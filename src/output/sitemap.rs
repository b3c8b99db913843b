// sitemap.xml rendering and writing
//
// The document layout is fixed: XML declaration, a `urlset` carrying the
// sitemap and schema-instance namespaces, then one `url` block per route.

use crate::error::{Error, Result};
use crate::routes::RouteDescriptor;
use chrono::{DateTime, SecondsFormat, Utc};
use quick_xml::escape::partial_escape;
use std::fs::{self, File};
use std::io::{BufWriter, Write};
use std::path::{Path, PathBuf};

pub const SITEMAP_NAMESPACE: &str = "http://www.sitemaps.org/schemas/sitemap/0.9";
pub const XSI_NAMESPACE: &str = "http://www.w3.org/2001/XMLSchema-instance";
pub const SCHEMA_LOCATION: &str = "http://www.sitemaps.org/schemas/sitemap/0.9/sitemap.xsd";

/// Render the sitemap document for already-ordered routes.
///
/// Every entry shares `generated_at` as its `lastmod`. A trailing slash on
/// `base_url` is dropped so `loc` never contains `//`.
pub fn render_sitemap(
    routes: &[RouteDescriptor],
    base_url: &str,
    generated_at: DateTime<Utc>,
) -> String {
    let base_url = base_url.trim_end_matches('/');
    let lastmod = format_lastmod(generated_at);
    let mut xml = String::new();

    xml.push_str("<?xml version=\"1.0\" encoding=\"UTF-8\"?>\n");
    xml.push_str(&format!("<urlset xmlns=\"{}\"\n", SITEMAP_NAMESPACE));
    xml.push_str(&format!("        xmlns:xsi=\"{}\"\n", XSI_NAMESPACE));
    xml.push_str(&format!(
        "        xsi:schemaLocation=\"{}\n",
        SITEMAP_NAMESPACE
    ));
    xml.push_str(&format!("        {}\">\n", SCHEMA_LOCATION));

    for route in routes {
        let loc = format!("{}{}", base_url, route.url);
        xml.push_str("  <url>\n");
        xml.push_str(&format!("    <loc>{}</loc>\n", partial_escape(loc.as_str())));
        xml.push_str(&format!("    <lastmod>{}</lastmod>\n", lastmod));
        xml.push_str(&format!(
            "    <changefreq>{}</changefreq>\n",
            route.change_frequency
        ));
        xml.push_str(&format!("    <priority>{}</priority>\n", route.priority));
        xml.push_str("  </url>\n");
    }

    xml.push_str("</urlset>");
    xml
}

/// RFC 3339 in UTC with millisecond precision, e.g. `2025-01-02T03:04:05.678Z`
pub fn format_lastmod(generated_at: DateTime<Utc>) -> String {
    generated_at.to_rfc3339_opts(SecondsFormat::Millis, true)
}

/// Writes a rendered document to its fixed output path
#[derive(Debug, Clone)]
pub struct SitemapWriter {
    output_file: PathBuf,
}

impl SitemapWriter {
    pub fn new(output_file: impl Into<PathBuf>) -> Self {
        Self {
            output_file: output_file.into(),
        }
    }

    /// Create missing parent directories, then replace the file contents.
    pub fn write(&self, document: &str) -> Result<()> {
        if let Some(parent) = self.output_file.parent() {
            if !parent.as_os_str().is_empty() {
                fs::create_dir_all(parent)
                    .map_err(|e| Error::filesystem_write(parent, e))?;
            }
        }

        let file = File::create(&self.output_file)
            .map_err(|e| Error::filesystem_write(&self.output_file, e))?;
        let mut writer = BufWriter::new(file);
        writer
            .write_all(document.as_bytes())
            .and_then(|_| writer.flush())
            .map_err(|e| Error::filesystem_write(&self.output_file, e))?;

        Ok(())
    }

    pub fn output_file(&self) -> &Path {
        &self.output_file
    }
}
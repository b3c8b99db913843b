// Route descriptors and the order they are published in

pub mod walker;

pub use walker::*;

use crate::error::{Error, Result};
use feruca::{Collator, Locale, Tailoring};
use serde::{Deserialize, Serialize};
use std::cmp::Ordering;
use std::fmt;

/// Base name that collapses into its directory's route
pub const INDEX_STEM: &str = "index";

pub const ROOT_PRIORITY: f32 = 1.0;
pub const SECTION_PRIORITY: f32 = 0.8;
pub const PAGE_PRIORITY: f32 = 0.7;

/// Update cadence hint emitted as `<changefreq>`.
#[derive(Debug, Clone, Copy, PartialEq, Eq, Serialize, Deserialize)]
#[serde(rename_all = "lowercase")]
pub enum ChangeFrequency {
    Always,
    Hourly,
    Daily,
    Weekly,
    Monthly,
    Yearly,
    Never,
}

impl ChangeFrequency {
    pub fn as_str(&self) -> &'static str {
        match self {
            Self::Always => "always",
            Self::Hourly => "hourly",
            Self::Daily => "daily",
            Self::Weekly => "weekly",
            Self::Monthly => "monthly",
            Self::Yearly => "yearly",
            Self::Never => "never",
        }
    }
}

impl fmt::Display for ChangeFrequency {
    fn fmt(&self, f: &mut fmt::Formatter<'_>) -> fmt::Result {
        f.write_str(self.as_str())
    }
}

impl std::str::FromStr for ChangeFrequency {
    type Err = Error;

    fn from_str(s: &str) -> Result<Self> {
        match s.to_lowercase().as_str() {
            "always" => Ok(Self::Always),
            "hourly" => Ok(Self::Hourly),
            "daily" => Ok(Self::Daily),
            "weekly" => Ok(Self::Weekly),
            "monthly" => Ok(Self::Monthly),
            "yearly" => Ok(Self::Yearly),
            "never" => Ok(Self::Never),
            _ => Err(Error::config_validation(format!(
                "Invalid changefreq value: {s}"
            ))),
        }
    }
}

/// One publishable page discovered in the content tree.
#[derive(Debug, Clone, PartialEq, Serialize, Deserialize)]
#[serde(rename_all = "camelCase")]
pub struct RouteDescriptor {
    /// Absolute route path, `/`-separated, no trailing slash except for `/`
    pub url: String,
    pub priority: f32,
    pub change_frequency: ChangeFrequency,
}

impl RouteDescriptor {
    /// Classify a content file by its extension-less `stem`, given the
    /// `/`-joined directory prefix it was found under.
    ///
    /// `index` collapses into the directory route; the top-level index is
    /// the site root.
    pub fn from_content_file(prefix: &str, stem: &str) -> Self {
        if stem == INDEX_STEM {
            if prefix.is_empty() {
                Self {
                    url: "/".to_string(),
                    priority: ROOT_PRIORITY,
                    change_frequency: ChangeFrequency::Daily,
                }
            } else {
                Self {
                    url: normalize_separators(&format!("/{prefix}")),
                    priority: SECTION_PRIORITY,
                    change_frequency: ChangeFrequency::Weekly,
                }
            }
        } else {
            let url = if prefix.is_empty() {
                format!("/{stem}")
            } else {
                format!("/{prefix}/{stem}")
            };
            Self {
                url: normalize_separators(&url),
                priority: PAGE_PRIORITY,
                change_frequency: ChangeFrequency::Weekly,
            }
        }
    }

    pub fn is_root(&self) -> bool {
        self.url == "/"
    }
}

/// Rewrite OS-native separators so routes are always `/`-joined
pub fn normalize_separators(url: &str) -> String {
    url.replace('\\', "/")
}

/// Order routes for publication: `/` first, the rest by Unicode collation.
///
/// The sort is stable and looks at nothing but the url.
pub fn sort_routes(routes: &mut [RouteDescriptor]) {
    let mut collator = url_collator();
    routes.sort_by(|a, b| match (a.is_root(), b.is_root()) {
        (true, false) => Ordering::Less,
        (false, true) => Ordering::Greater,
        _ => collator.collate(a.url.as_str(), b.url.as_str()),
    });
}

/// Compare two urls the way `sort_routes` orders non-root routes
pub fn compare_urls(a: &str, b: &str) -> Ordering {
    url_collator().collate(a, b)
}

/// CLDR root collation with punctuation kept significant, lowercase before
/// uppercase, and a code point tie-break for canonically equal strings.
fn url_collator() -> Collator {
    Collator::new(Tailoring::Cldr(Locale::Root), false, true)
}
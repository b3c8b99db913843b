// Output generation module

pub mod sitemap;

pub use sitemap::*;
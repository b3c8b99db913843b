//! Logging initialization.

use crate::error::{Error, Result};
use std::io::IsTerminal;
use tracing_subscriber::EnvFilter;

/// Pick the log filter from CLI flags, honouring `RUST_LOG` when neither is set.
pub fn log_filter(verbose: bool, quiet: bool) -> EnvFilter {
    if verbose {
        EnvFilter::new("debug")
    } else if quiet {
        EnvFilter::new("warn")
    } else {
        EnvFilter::try_from_default_env().unwrap_or_else(|_| EnvFilter::new("info"))
    }
}

/// Install the global stderr subscriber.
///
/// # Errors
///
/// Returns an error if a global subscriber is already set.
pub fn initialize_logging(verbose: bool, quiet: bool) -> Result<()> {
    tracing_subscriber::fmt()
        .with_env_filter(log_filter(verbose, quiet))
        .with_target(false)
        .with_ansi(std::io::stderr().is_terminal())
        .with_writer(std::io::stderr)
        .try_init()
        .map_err(|e| Error::Logging(e.to_string()))
}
- - -
> [Goal of the exercise] Check every line above for the word "Serialize" and copy those that have it.

> [Finished exercise]
use serde::{Deserialize, Serialize};
#[derive(Debug, Clone, Copy, PartialEq, Eq, Serialize, Deserialize)]
#[derive(Debug, Clone, PartialEq, Serialize, Deserialize)]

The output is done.